A common misconception is that you can build a system that is Consistent, Available, and Partition-Tolerant — just not all the time. That framing is wrong. During a partition, you must choose between C and A. A system claiming to be CA either doesn't handle partitions (it stops working entirely) or it quietly sacrifices one guarantee without admitting it.

Consider two nodes, N1 and N2, with a network cut between them. A write arrives at N1. N2 cannot know about this write because messages are dropped. A client now reads from N2. If N2 returns a response — even old data — the system is Available but not Consistent. If N2 refuses to respond until it can contact N1, the system is Consistent but not Available. There is no third path. Gilbert and Lynch proved this in 2002: any protocol that guarantees both C and A during an asynchronous partition would require synchronous communication, which is impossible when the network is down.

Now, a nuance worth addressing for senior engineers: what about single-datacenter systems with synchronous replication? A PostgreSQL primary with a synchronous standby in the same datacenter is effectively both Consistent and Available — in practice, because the probability of a true network partition within a single well-managed DC is extremely low. But it is not Partition Tolerant by design. A datacenter-level failure takes both nodes down simultaneously. You haven't escaped CAP; you've placed your bet that partitions within a single DC won't happen. That bet is usually correct — until the day it isn't. Single-DC synchronous replication is a practical approximation of CA, not a proof that CA is achievable. The moment you span datacenters or availability zones, the network partition becomes a real and frequent event, and the CA approximation collapses.

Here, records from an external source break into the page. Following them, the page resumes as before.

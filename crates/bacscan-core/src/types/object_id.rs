use core::fmt;
use core::str::FromStr;

use crate::types::{ObjectType, ParseIdentifierError};

/// Largest instance number an object identifier can carry.
pub const MAX_INSTANCE: u32 = 0x3F_FFFF;
/// Largest object type an object identifier can carry.
pub const MAX_OBJECT_TYPE: u16 = 0x03FF;

/// A packed BACnet object identifier combining an [`ObjectType`] and a 22-bit
/// instance number into a single `u32`.
///
/// The upper 10 bits encode the object type and the lower 22 bits encode the
/// instance number, matching the BACnet wire format.
#[derive(Debug, Clone, Copy, PartialEq, Eq, Hash, PartialOrd, Ord)]
pub struct ObjectId(u32);

impl ObjectId {
    /// Creates an `ObjectId` from a type and instance number. Out-of-range
    /// parts are masked; use [`ObjectId::try_new`] to reject them instead.
    pub const fn new(object_type: ObjectType, instance: u32) -> Self {
        Self((((object_type.to_u16() as u32) & MAX_OBJECT_TYPE as u32) << 22) | (instance & MAX_INSTANCE))
    }

    pub fn try_new(object_type: ObjectType, instance: u32) -> Result<Self, ParseIdentifierError> {
        if object_type.to_u16() > MAX_OBJECT_TYPE {
            return Err(ParseIdentifierError::TypeOutOfRange(object_type.to_u16()));
        }
        if instance > MAX_INSTANCE {
            return Err(ParseIdentifierError::InstanceOutOfRange(u64::from(instance)));
        }
        Ok(Self::new(object_type, instance))
    }

    /// Device object identifier for a device instance.
    pub const fn device(instance: u32) -> Self {
        Self::new(ObjectType::Device, instance)
    }

    /// Returns the raw packed `u32` representation.
    pub const fn raw(self) -> u32 {
        self.0
    }

    /// Constructs an `ObjectId` from a pre-packed `u32`.
    pub const fn from_raw(raw: u32) -> Self {
        Self(raw)
    }

    pub const fn object_type(self) -> ObjectType {
        ObjectType::from_u16(((self.0 >> 22) & MAX_OBJECT_TYPE as u32) as u16)
    }

    pub const fn instance(self) -> u32 {
        self.0 & MAX_INSTANCE
    }
}

/// Renders as `analog-input:1`; proprietary types render numerically.
impl fmt::Display for ObjectId {
    fn fmt(&self, f: &mut fmt::Formatter<'_>) -> fmt::Result {
        write!(f, "{}:{}", self.object_type(), self.instance())
    }
}

/// Accepts `analog-input:1`, `analogInput,1`, `0 1` and `0:1`.
impl FromStr for ObjectId {
    type Err = ParseIdentifierError;

    fn from_str(text: &str) -> Result<Self, Self::Err> {
        let trimmed = text.trim();
        let separator = |c: char| c == ':' || c == ',' || c.is_whitespace();
        let (kind, instance) = trimmed
            .split_once(separator)
            .ok_or_else(|| ParseIdentifierError::Malformed(trimmed.to_string()))?;
        let object_type: ObjectType = kind.parse()?;
        let instance: u64 = instance
            .trim_start_matches(separator)
            .parse()
            .map_err(|_| ParseIdentifierError::Malformed(trimmed.to_string()))?;
        let instance =
            u32::try_from(instance).map_err(|_| ParseIdentifierError::InstanceOutOfRange(instance))?;
        Self::try_new(object_type, instance)
    }
}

This is why 'CA' vendors in a distributed context are almost always misusing terminology. What they usually mean is: 'our system prioritises consistency and availability in normal operation, and we stop serving during partitions.' That's a CP system that admits to becoming unavailable under failure. Calling it CA is marketing, not engineering.

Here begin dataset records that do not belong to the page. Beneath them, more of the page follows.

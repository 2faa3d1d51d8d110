//! BACnet encoding and decoding for the bacscan proxy.
//!
//! `bacscan-core` covers the slice of the protocol a discovery-and-transaction
//! engine needs: the tag system, NPDU and APDU headers, Who-Is / I-Am,
//! ReadProperty / WriteProperty, and an owned application value codec.
//! Frames are built into a growable [`encoding::writer::Writer`] capped at the
//! BACnet/IP payload limit.

/// APDU headers for confirmed/unconfirmed requests and their replies.
pub mod apdu;
/// Reader/writer, tag headers and primitive value encodings.
pub mod encoding;
/// Error types for encoding and decoding operations.
pub mod error;
/// NPDU (network layer) header.
pub mod npdu;
/// Service request and acknowledgement codecs.
pub mod services;
/// Object identifiers, property identifiers, values and enumerations.
pub mod types;

pub use error::{DecodeError, EncodeError};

Single-DC Systems and the CA Approximation
A single PostgreSQL instance or a synchronous primary/standby pair within one datacenter appears to be CA — Consistent (all reads see the latest write) and Available (every request gets a response). Technically it's not Partition Tolerant: a network failure between the two nodes takes down the standby's ability to replicate, and depending on configuration, the primary may block writes until the standby reconnects. But in practice, intra-DC partitions are rare enough that the system approximates CA most of the time. The lesson: CA is not achievable across datacenters or regions. The moment you distribute across network boundaries with real failure probabilities, you are in CAP territory and must choose C or A under partition.
Production Insight
We've debugged a production incident where a distributed SQL database — marketed as CA — silently dropped writes during a network hiccup between availability zones. The system couldn't maintain both C and A, so it made an undocumented choice: it dropped the write rather than serving an error. The application had no visibility into this because the database returned a success acknowledgement before replication was confirmed.
The fix wasn't switching databases. It was reading the vendor's consistency documentation at the protocol level — not the marketing page — and setting synchronous replication with write confirmation only after durable replication. That added latency. But silent data loss is not a latency trade-off; it's a correctness failure.
Rule: always verify how a database behaves under a partition by testing it, not by reading its marketing claims. The test is five lines of Toxiproxy config and a write workload. Run it.
Key Takeaway
CA is a useful concept for single-node or single-DC systems where partitions are rare enough to ignore in practice. It is a fiction in multi-datacenter distributed systems. Every vendor claiming CA in a distributed context is either describing a CP system that becomes unavailable during partition, or they haven't tested their own failure modes. Accept the constraint, design for one failure mode, and test it.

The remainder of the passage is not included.